Aim of the exercise:
Answer with one figure only, the number of lines below in which "TypeError" occurs.

Data to use:
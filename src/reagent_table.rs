//! The registry's two parallel cost-ordered indexes over reagents.

use std::collections::HashMap;

use crate::reagent::{Reagent, ReagentFn, ReagentId};
use crate::substance::Substance;
use crate::variation::TagState;

/// Append-only storage for registered reagents, indexed two ways:
/// by the substance they consume (`by_in`) and by the substance they produce
/// (`by_out`), each ordered ascending by cost with ties broken by insertion
/// order. The planner never mutates this table; only `stock_reagent` grows it.
#[derive(Default)]
pub struct ReagentTable {
    reagents: Vec<Reagent>,
    by_in: HashMap<Substance, Vec<ReagentId>>,
    by_out: HashMap<Substance, Vec<ReagentId>>,
}

impl ReagentTable {
    pub fn new() -> Self {
        Self::default()
    }

    /// Register a reagent and return its assigned id.
    ///
    /// Both indexes are re-sorted by cost after insertion using a stable
    /// sort, so a newly registered reagent lands after any existing reagent
    /// of equal cost — the insertion-order tie-break the planner relies on
    /// for deterministic output (see P4 in the design notes).
    #[allow(clippy::too_many_arguments)]
    pub fn register(
        &mut self,
        cost: f64,
        cat_in: Substance,
        req_in: TagState,
        cat_out: Substance,
        prov_out: TagState,
        func: ReagentFn,
    ) -> ReagentId {
        let id = ReagentId(self.reagents.len());
        self.reagents.push(Reagent {
            id,
            cost,
            cat_in,
            cat_out,
            req_in,
            prov_out,
            func,
        });

        self.by_in.entry(cat_in).or_default().push(id);
        self.by_out.entry(cat_out).or_default().push(id);
        self.sort_by_cost(cat_in, true);
        self.sort_by_cost(cat_out, false);

        id
    }

    fn sort_by_cost(&mut self, substance: Substance, is_in: bool) {
        let reagents = &self.reagents;
        let index = if is_in {
            self.by_in.get_mut(&substance)
        } else {
            self.by_out.get_mut(&substance)
        };
        if let Some(ids) = index {
            ids.sort_by(|a, b| {
                reagents[a.index()]
                    .cost
                    .partial_cmp(&reagents[b.index()].cost)
                    .unwrap_or(std::cmp::Ordering::Equal)
            });
        }
    }

    /// Reagents whose `cat_in` equals `substance`, ascending by cost.
    pub fn reagents_from(&self, substance: Substance) -> &[ReagentId] {
        self.by_in.get(&substance).map(|v| v.as_slice()).unwrap_or(&[])
    }

    /// Reagents whose `cat_out` equals `substance`, ascending by cost.
    pub fn reagents_to(&self, substance: Substance) -> &[ReagentId] {
        self.by_out.get(&substance).map(|v| v.as_slice()).unwrap_or(&[])
    }

    pub fn get(&self, id: ReagentId) -> &Reagent {
        &self.reagents[id.index()]
    }

    pub fn len(&self) -> usize {
        self.reagents.len()
    }

    pub fn is_empty(&self) -> bool {
        self.reagents.is_empty()
    }

    pub fn iter(&self) -> impl Iterator<Item = &Reagent> {
        self.reagents.iter()
    }
}

#[cfg(test)]
mod tests {
    use super::*;
    use crate::error::ReagentFailure;
    use crate::value::{unwrap, wrap};

    fn noop(cost: f64, cat_in: Substance, cat_out: Substance) -> (f64, Substance, TagState, Substance, TagState, ReagentFn) {
        let func: ReagentFn = Box::new(move |v| {
            let s = unwrap::<String>(v).map_err(|_| ReagentFailure::new("TypeError", "expected String"))?;
            Ok(wrap(s))
        });
        (cost, cat_in, TagState::new(), cat_out, TagState::new(), func)
    }

    #[test]
    fn orders_by_cost_then_insertion() {
        let mut table = ReagentTable::new();
        let a = Substance::of("A");
        let b = Substance::of("B");

        let (c1, i1, r1, o1, p1, f1) = noop(2.0, a, b);
        let first = table.register(c1, i1, r1, o1, p1, f1);
        let (c2, i2, r2, o2, p2, f2) = noop(1.0, a, b);
        let second = table.register(c2, i2, r2, o2, p2, f2);
        let (c3, i3, r3, o3, p3, f3) = noop(1.0, a, b);
        let third = table.register(c3, i3, r3, o3, p3, f3);

        let order = table.reagents_from(a);
        assert_eq!(order, &[second, third, first]);
    }

    #[test]
    fn unregistered_substance_returns_empty() {
        let table = ReagentTable::new();
        assert!(table.reagents_from(Substance::of("nothing")).is_empty());
    }
}
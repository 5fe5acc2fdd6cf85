//! Hand-rolled Graphviz DOT export of a [`super::Lab`]'s registry, in the
//! same direct `write!`/`writeln!` style the teacher repo's own CFG exporter
//! uses rather than pulling in a graph-drawing crate for a one-off format.

use std::fmt::Write as _;

use crate::reagent_table::ReagentTable;

/// Render every registered reagent as a labeled edge between its input and
/// output substances. Substances are labeled by their raw hash since no
/// human-readable name survives `Substance::of`.
pub fn export_dot(reagents: &ReagentTable) -> String {
    let mut out = String::new();
    writeln!(out, "digraph transmute {{").unwrap();
    writeln!(out, "    rankdir=LR;").unwrap();

    for reagent in reagents.iter() {
        writeln!(
            out,
            "    \"{:016x}\" -> \"{:016x}\" [label=\"#{} cost={}\"];",
            reagent.cat_in.raw(),
            reagent.cat_out.raw(),
            reagent.id.index(),
            reagent.cost,
        )
        .unwrap();
    }

    writeln!(out, "}}").unwrap();
    out
}

#[cfg(test)]
mod tests {
    use super::*;
    use crate::error::ReagentFailure;
    use crate::substance::Substance;
    use crate::value::{unwrap, wrap};
    use crate::variation::TagState;

    #[test]
    fn renders_one_edge_per_reagent() {
        let mut table = ReagentTable::new();
        let a = Substance::of("A");
        let b = Substance::of("B");
        table.register(
            1.0,
            a,
            TagState::new(),
            b,
            TagState::new(),
            Box::new(|v| unwrap::<i32>(v).map(wrap).map_err(|_| ReagentFailure::new("TypeError", "expected i32"))),
        );

        let dot = export_dot(&table);
        assert!(dot.starts_with("digraph transmute {"));
        assert!(dot.contains("cost=1"));
        assert!(dot.trim_end().ends_with('}'));
    }
}
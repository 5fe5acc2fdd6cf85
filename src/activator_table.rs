//! The registry's map from substance to the activators that inspect it.

use std::collections::HashMap;

use crate::activator::ActivatorFn;
use crate::substance::Substance;
use crate::value::AnyValue;
use crate::variation::Variation;

/// Append-only storage for registered activators, indexed by the substance
/// they inspect.
#[derive(Default)]
pub struct ActivatorTable {
    by_cat: HashMap<Substance, Vec<ActivatorFn>>,
}

impl ActivatorTable {
    pub fn new() -> Self {
        Self::default()
    }

    pub fn register(&mut self, substance: Substance, inspector: ActivatorFn) {
        self.by_cat.entry(substance).or_default().push(inspector);
    }

    /// Run every activator registered for `substance` against `value`, in
    /// registration order, concatenating their yielded variations.
    pub fn detect(&self, substance: Substance, value: &AnyValue) -> Vec<Variation> {
        self.by_cat
            .get(&substance)
            .into_iter()
            .flatten()
            .flat_map(|inspector| inspector(value))
            .collect()
    }
}
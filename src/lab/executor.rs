//! Runs a planned chain of reagents against an input value.

use tracing::{instrument, trace};

use crate::error::ReagentFailure;
use crate::reagent::ReagentId;
use crate::reagent_table::ReagentTable;
use crate::value::AnyValue;

/// Fire every reagent in `chain`, in order, starting from `input`.
///
/// There is no partial rollback: on failure the caller gets back which
/// reagent failed and why, and is expected to replan and re-execute from the
/// original input rather than resume mid-chain.
#[instrument(skip(reagents, input), fields(chain_len = chain.len()))]
pub fn execute_chain(
    reagents: &ReagentTable,
    chain: &[ReagentId],
    input: AnyValue,
) -> Result<AnyValue, (ReagentId, ReagentFailure)> {
    let mut value = input;
    for &id in chain {
        let reagent = reagents.get(id);
        trace!(reagent = id.index(), "firing reagent");
        value = (reagent.func)(value).map_err(|err| (id, err))?;
    }
    Ok(value)
}
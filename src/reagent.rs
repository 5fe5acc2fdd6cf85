//! A single registered conversion step.

use crate::error::ReagentFailure;
use crate::substance::Substance;
use crate::value::AnyValue;
use crate::variation::TagState;

/// The opaque, type-erased function a reagent wraps.
///
/// Reagents are strictly `value -> value`: the core never inspects what a
/// function does, only whether it returned `Ok` or `Err`. A reagent that
/// would otherwise return something like `None` for an unsupported input
/// should return `Err` instead — there is no implicit "maybe" in this model.
pub type ReagentFn = Box<dyn Fn(AnyValue) -> Result<AnyValue, ReagentFailure> + Send + Sync>;

/// Identifies a reagent within a [`crate::lab::Lab`]'s registry.
///
/// Assigned at registration time, in registration order. Used instead of the
/// reagent's function (which is neither `Eq` nor `Hash`) wherever the planner
/// or executor needs to compare, ban, or key by "this particular reagent".
#[derive(Debug, Clone, Copy, PartialEq, Eq, Hash, PartialOrd, Ord)]
pub struct ReagentId(pub(crate) usize);

impl ReagentId {
    pub fn index(&self) -> usize {
        self.0
    }
}

/// One registered conversion step: a cost, an input/output substance pair,
/// the variations it depends on and contributes, and the function itself.
pub struct Reagent {
    pub id: ReagentId,
    pub cost: f64,
    pub cat_in: Substance,
    pub cat_out: Substance,
    pub req_in: TagState,
    pub prov_out: TagState,
    pub func: ReagentFn,
}

impl std::fmt::Debug for Reagent {
    fn fmt(&self, f: &mut std::fmt::Formatter<'_>) -> std::fmt::Result {
        f.debug_struct("Reagent")
            .field("id", &self.id)
            .field("cost", &self.cost)
            .field("cat_in", &self.cat_in)
            .field("cat_out", &self.cat_out)
            .field("req_in", &self.req_in)
            .field("prov_out", &self.prov_out)
            .field("func", &"<opaque fn>")
            .finish()
    }
}

impl Reagent {
    /// Whether this reagent may fire given the current tag state — i.e. all
    /// of its `req_in` dependencies are present.
    pub fn satisfied_by(&self, state: &TagState) -> bool {
        self.req_in.is_subset(state)
    }
}
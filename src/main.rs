//! transmute-demo: a thin binary exercising the `transmute` library end to
//! end. Not a product surface — it exists so the planner/executor can be
//! driven from a terminal without writing a Rust program first.

#![allow(dead_code)]

use anyhow::{Context, Result};
use clap::Parser;
use tracing::info;

use transmute::value::unwrap;
use transmute::{Lab, ReagentFailure, Substance, TransmuteRequest};

/// Build the registry used by every subcommand below.
///
/// Reproduces the "linear choice" scenario from the crate's test suite: two
/// routes from `A` to `D`, one direct and cheaper, one longer through `E`,
/// `F`, `G`. Reagent functions just append their own name to a `String`, the
/// same convention the upstream Python implementation's test fixtures use,
/// so the resulting chain is readable straight off stdout.
fn demo_lab() -> Lab {
    let mut lab = Lab::new();
    let (a, b, c, d, e, f, g) = (
        Substance::of("A"),
        Substance::of("B"),
        Substance::of("C"),
        Substance::of("D"),
        Substance::of("E"),
        Substance::of("F"),
        Substance::of("G"),
    );

    let edges = [
        (1.0, a, b, "AtoB"),
        (1.0, a, e, "AtoE"),
        (1.0, b, c, "BtoC"),
        (1.0, c, d, "CtoD"),
        (1.0, e, f, "EtoF"),
        (1.0, f, g, "FtoG"),
        (1.0, g, d, "GtoD"),
    ];
    for (cost, cat_in, cat_out, label) in edges {
        lab.stock_reagent(
            cost,
            cat_in,
            Default::default(),
            cat_out,
            Default::default(),
            append_label(label),
        );
    }
    lab
}

/// A reagent function that appends `" -> <label>"` to a `String` value,
/// failing with a `TypeError`-kind [`ReagentFailure`] if the upstream chain
/// handed it something else.
fn append_label(label: &'static str) -> transmute::reagent::ReagentFn {
    Box::new(move |value| {
        let s = unwrap::<String>(value).map_err(|_| ReagentFailure::new("TypeError", "expected a String"))?;
        Ok(transmute::value::wrap(format!("{s} -> {label}")))
    })
}

#[derive(clap::ValueEnum, Clone, Copy, Debug, PartialEq, Eq)]
enum OutputFormat {
    Human,
    Json,
}

#[derive(Parser, Debug)]
#[command(name = "transmute-demo", about = "Demonstration binary for the transmute crate")]
struct Cli {
    /// Print the demo registry as Graphviz DOT instead of running it.
    #[arg(long)]
    dot: bool,

    /// The input string to feed into the demo chain.
    #[arg(long, default_value = "start")]
    value: String,

    /// Output format for the transmutation result.
    #[arg(long, value_enum, default_value = "human")]
    format: OutputFormat,
}

fn main() -> Result<()> {
    tracing_subscriber::fmt()
        .with_env_filter(
            tracing_subscriber::EnvFilter::from_default_env().add_directive(tracing::Level::WARN.into()),
        )
        .init();

    let cli = Cli::parse();
    let lab = demo_lab();

    if cli.dot {
        println!("{}", lab.export_dot());
        return Ok(());
    }

    let d = Substance::of("D");
    let a = Substance::of("A");
    let request = TransmuteRequest::new(d).src_cat(a);

    info!(value = %cli.value, "running demo transmutation A -> D");
    match lab.transmute(cli.value, request) {
        Ok(result) => {
            let result =
                unwrap::<String>(result).map_err(|_| anyhow::anyhow!("demo chain did not return a String"))?;
            match cli.format {
                OutputFormat::Human => println!("{result}"),
                OutputFormat::Json => println!("{}", serde_json::json!({ "result": result })),
            }
            Ok(())
        }
        Err(err) => match cli.format {
            OutputFormat::Human => Err(err).context("demo transmutation failed"),
            OutputFormat::Json => {
                let attempts = err.attempts().to_vec();
                println!("{}", serde_json::json!({ "error": err.to_string(), "attempts": attempts }));
                Err(err).context("demo transmutation failed")
            }
        },
    }
}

Result:
4